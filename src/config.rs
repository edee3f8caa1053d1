//! Server configuration.

use std::time::Duration;

use tracing::warn;

/// Environment variable overriding [`ServerConfig::read_timeout`], in seconds.
pub const READ_TIMEOUT_ENV: &str = "TSUJI_READ_TIMEOUT_SECS";

#[derive(Clone, Debug, PartialEq, Eq)]
pub struct ServerConfig {
    /// How long a connection may take to send a complete request head.
    pub read_timeout: Duration,
}

impl Default for ServerConfig {
    fn default() -> Self {
        Self { read_timeout: Duration::from_secs(10) }
    }
}

impl ServerConfig {
    /// Defaults, overridden by `TSUJI_READ_TIMEOUT_SECS` when it is set.
    pub fn from_env() -> Self {
        Self::from_lookup(|key| std::env::var(key).ok())
    }

    fn from_lookup(lookup: impl Fn(&str) -> Option<String>) -> Self {
        let mut config = Self::default();
        if let Some(raw) = lookup(READ_TIMEOUT_ENV) {
            match raw.trim().parse::<u64>() {
                Ok(secs) if secs > 0 => config.read_timeout = Duration::from_secs(secs),
                _ => warn!(
                    value = %raw,
                    default_secs = config.read_timeout.as_secs(),
                    "ignoring invalid {READ_TIMEOUT_ENV}"
                ),
            }
        }
        config
    }
}

#[cfg(test)]
mod tests {
    use super::*;

    #[test]
    fn default_read_timeout_is_ten_seconds() {
        assert_eq!(ServerConfig::default().read_timeout, Duration::from_secs(10));
        assert_eq!(ServerConfig::from_lookup(|_| None), ServerConfig::default());
    }

    #[test]
    fn env_override() {
        let cfg = ServerConfig::from_lookup(|k| (k == READ_TIMEOUT_ENV).then(|| "3".to_owned()));
        assert_eq!(cfg.read_timeout, Duration::from_secs(3));
    }

    #[test]
    fn invalid_values_fall_back() {
        for raw in ["zero", "0", "-1", ""] {
            let cfg = ServerConfig::from_lookup(|_| Some(raw.to_owned()));
            assert_eq!(cfg, ServerConfig::default(), "{raw:?}");
        }
    }
}
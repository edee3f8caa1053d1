//! Turns handler replies into responses.

use crate::handler::Reply;
use crate::headers::HttpHeaders;
use crate::response::Response;
use crate::status::Status;

/// A built response passes through; a value becomes a `200` JSON body;
/// an empty reply becomes `204 No Content`.
///
/// File bodies are left untouched: the transport reads the file when it
/// writes the response.
pub(crate) fn into_response(reply: Reply) -> Result<Response, serde_json::Error> {
    match reply {
        Reply::Response(response) => Ok(response),
        Reply::Value(value) => Ok(Response::json(serde_json::to_vec(&value)?)),
        Reply::Empty => Ok(Response::status(Status::NoContent)),
    }
}

/// Appends the server-wide headers. Values the handler set are kept.
pub(crate) fn with_default_headers(mut response: Response, defaults: &HttpHeaders) -> Response {
    response.headers.merge(defaults);
    response
}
◇ ◇ ◇
*Your task*.
Repeat the material above exactly, beginning with its first line and ending with the line that holds "pub const READ_TIMEOUT_ENV: &str", and leave out everything else.

*Response to this exercise*.
filename src/config.rs
repository edee3f8caa1053d1
//! Server configuration.

use std::time::Duration;

use tracing::warn;

/// Environment variable overriding [`ServerConfig::read_timeout`], in seconds.
pub const READ_TIMEOUT_ENV: &str = "TSUJI_READ_TIMEOUT_SECS";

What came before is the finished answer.